The LOI is non-binding, and the closing of the transaction contemplated thereby is subject to the satisfaction of numerous conditions, including satisfactory due diligence, the negotiation, and execution of binding definitive agreements. The parties have agreed to an exclusivity period until January 31, 2022, to reach the definitive agreement. In connection with the Letter of Intent, the Company entered into a secured credit agreement with the target company, pursuant to which the Company made a secured loan to the target company in the amount of $500,000, and agreed to make additional secured loans, as requested by the target company, and approved by the Company, in an amount not to exceed $4.5 million. The loans bear interest at a rate of 8% per annum and a maturity date of December 8, 2022, provided the LOI contemplates that the loans will be forgiven upon completion of the acquisition. The consideration for the acquisition is currently expected to be comprised of cash, shares of the Company’s common stock, and royalty payments on sales of the target company’s products.

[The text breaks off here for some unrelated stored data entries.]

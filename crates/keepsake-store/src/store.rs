//! Version store implementation.

use crate::{FileAccess, StoreError, StoreResult, Version, VersionFile, VersionId};
use keepsake_storage::Storage;
use std::collections::HashSet;
use tracing::{debug, info, warn};

/// Storage namespace for version records.
const VERSIONS_KEY: &str = "versions";

/// A store of named version snapshots.
///
/// The store owns the persisted version collection; resource content at the
/// tracked paths belongs to the hosting application and is only touched
/// through the injected [`FileAccess`] collaborator.
///
/// Construct with [`VersionStore::new`], then call
/// [`initialize`](VersionStore::initialize) once at startup; every other
/// operation fails with [`StoreError::Unavailable`] until that has succeeded.
pub struct VersionStore<S, F> {
    storage: S,
    files: F,
    ready: bool,
}

impl<S: Storage, F: FileAccess> VersionStore<S, F> {
    /// Create a store over the given persistence backend and file access.
    pub fn new(storage: S, files: F) -> Self {
        Self {
            storage,
            files,
            ready: false,
        }
    }

    /// Open the persistence medium, establishing the version collection if
    /// absent, and mark the store ready. Idempotent.
    pub async fn initialize(&mut self) -> StoreResult<()> {
        self.storage
            .open()
            .await
            .map_err(|e| StoreError::unavailable(e.to_string()))?;
        self.ready = true;
        Ok(())
    }

    fn ensure_ready(&self) -> StoreResult<()> {
        if self.ready {
            Ok(())
        } else {
            Err(StoreError::unavailable("store is not initialized"))
        }
    }

    /// Capture the current content of every path in `manifest` as a new
    /// version named `name`.
    ///
    /// Paths that cannot be read are logged and omitted; an unreadable
    /// resource never fails the save. Duplicate manifest paths are captured
    /// once (first occurrence wins).
    pub async fn save_version(&self, name: &str, manifest: &[&str]) -> StoreResult<Version> {
        self.ensure_ready()?;

        if name.trim().is_empty() {
            return Err(StoreError::EmptyName);
        }

        let mut files = Vec::new();
        let mut seen = HashSet::new();
        for &path in manifest {
            if !seen.insert(path) {
                continue;
            }
            match self.files.read(path).await {
                Ok(content) => files.push(VersionFile {
                    path: path.to_string(),
                    content,
                }),
                Err(e) => warn!(path, error = %e, "Skipping unreadable resource"),
            }
        }

        let version = Version::new(name, files);
        self.storage
            .write(&[VERSIONS_KEY, version.id.as_str()], &version)
            .await?;

        info!(
            id = %version.id,
            name = %version.name,
            files = version.files.len(),
            "Saved version"
        );

        Ok(version)
    }

    /// List all stored versions, newest first.
    pub async fn list_versions(&self) -> StoreResult<Vec<Version>> {
        self.ensure_ready()?;

        let mut versions = Vec::new();
        for id in self.storage.list(&[VERSIONS_KEY]).await? {
            match self.storage.read::<Version>(&[VERSIONS_KEY, &id]).await? {
                Some(version) => versions.push(version),
                None => debug!(id = %id, "Version disappeared between list and read"),
            }
        }

        versions.sort_by(|a, b| b.timestamp.cmp(&a.timestamp));

        Ok(versions)
    }

    /// Look up a version by id. Unknown ids are `None`, not an error.
    pub async fn get_version(&self, id: &VersionId) -> StoreResult<Option<Version>> {
        self.ensure_ready()?;
        Ok(self.storage.read(&[VERSIONS_KEY, id.as_str()]).await?)
    }

    /// Write a version's captured content back to the tracked resources.
    ///
    /// The current content of every path in `manifest` is saved as a backup
    /// version first, unconditionally; the backup is returned. If any
    /// individual write fails the call stops with
    /// [`StoreError::Restore`] naming the failing path — writes already
    /// applied are not rolled back, and the backup version is the recovery
    /// mechanism.
    pub async fn restore_version(
        &self,
        version: &Version,
        manifest: &[&str],
    ) -> StoreResult<Version> {
        self.ensure_ready()?;

        let backup = self
            .save_version(&format!("Backup before restoring {}", version.name), manifest)
            .await?;

        for file in &version.files {
            self.files
                .write(&file.path, &file.content)
                .await
                .map_err(|e| StoreError::restore(&file.path, e))?;
            debug!(path = %file.path, "Restored resource");
        }

        info!(
            id = %version.id,
            name = %version.name,
            files = version.files.len(),
            backup = %backup.id,
            "Restored version"
        );

        Ok(backup)
    }

    /// Delete a version by id. Deleting an absent id is not an error.
    pub async fn delete_version(&self, id: &VersionId) -> StoreResult<()> {
        self.ensure_ready()?;
        self.storage.remove(&[VERSIONS_KEY, id.as_str()]).await?;
        info!(%id, "Deleted version");
        Ok(())
    }

    /// Serialize the full version list (newest first) as portable JSON.
    pub async fn export_all(&self) -> StoreResult<String> {
        let versions = self.list_versions().await?;
        let json = serde_json::to_string_pretty(&versions)
            .map_err(keepsake_storage::StorageError::from)?;
        Ok(json)
    }

    /// Serialize a single version as portable JSON.
    pub fn export_version(&self, version: &Version) -> StoreResult<String> {
        self.ensure_ready()?;
        let json = serde_json::to_string_pretty(version)
            .map_err(keepsake_storage::StorageError::from)?;
        Ok(json)
    }

    /// Import versions from a JSON array previously produced by
    /// [`export_all`](VersionStore::export_all).
    ///
    /// Each record is upserted keyed by id: overwrite-if-present,
    /// insert-if-absent. An empty array is a valid no-op. Not transactional:
    /// if persistence fails partway, earlier upserts remain committed.
    pub async fn import_all(&self, data: &str) -> StoreResult<()> {
        self.ensure_ready()?;

        let versions: Vec<Version> =
            serde_json::from_str(data).map_err(StoreError::ImportFormat)?;

        let count = versions.len();
        for version in &versions {
            self.storage
                .write(&[VERSIONS_KEY, version.id.as_str()], version)
                .await?;
        }

        info!(count, "Imported versions");

        Ok(())
    }
}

However, there can be no assurance that the terms of a definitive agreement will be agreed to or that the proposed acquisition will be completed as proposed or at all.

About Aditxt™

Aditxt develops technologies focused on improving the immune system health through immune monitoring and reprogramming. Aditxt’s immune monitoring technology is designed to provide a personalized, comprehensive system immune system profile. Aditxt’s immune reprogramming technology, currently preclinical, is designed to retrain the immune system to induce tolerance to address rejection of transplanted organs, autoimmune diseases, and allergies. AditxtScore™ for COVID-19 is Aditxt’s proprietary immune profile technology to equip people with information about their level of protection. For more information, please visit: www.AditxtScore™.com

Forward-Looking Statements

Certain statements in this press release constitute “forward-looking statements” within the meaning of federal securities laws. All statements other than historical fact contained in this press release, including, without limitation, those regarding the execution of a definitive agreement with the target company and the terms thereof, the completion of the acquisition and its expected benefits, and statements regarding the Company’s intentions, beliefs, projections, outlook, analyses, or current expectations concerning, among other things, the Company’s ongoing and planned product and business development; the Company’s intellectual property position; the Company’s ability to develop commercial functions; expectations regarding product launch and revenue; the Company’s results of operations, cash needs, spending, financial condition, liquidity, prospects, growth and strategies; the industry in which the Company operates; and the trends that may affect the industry or the Company, are forward-looking statements. Forward-looking statements are not guarantees of future performance, and actual results may differ materially from those indicated by these forward-looking statements as a result of various important factors, as well as those risks more fully discussed in the section titled “Risk Factors” in the Company’s most recent Annual Report on Form 10-K, as well as discussions of potential risks, uncertainties, and other essential factors in the Company’s other filings with the Securities and Exchange Commission. All such statements speak only as of the date made. The Company undertakes no obligation to update or revise publicly any forward-looking statements, whether as a result of new information, future events, or otherwise.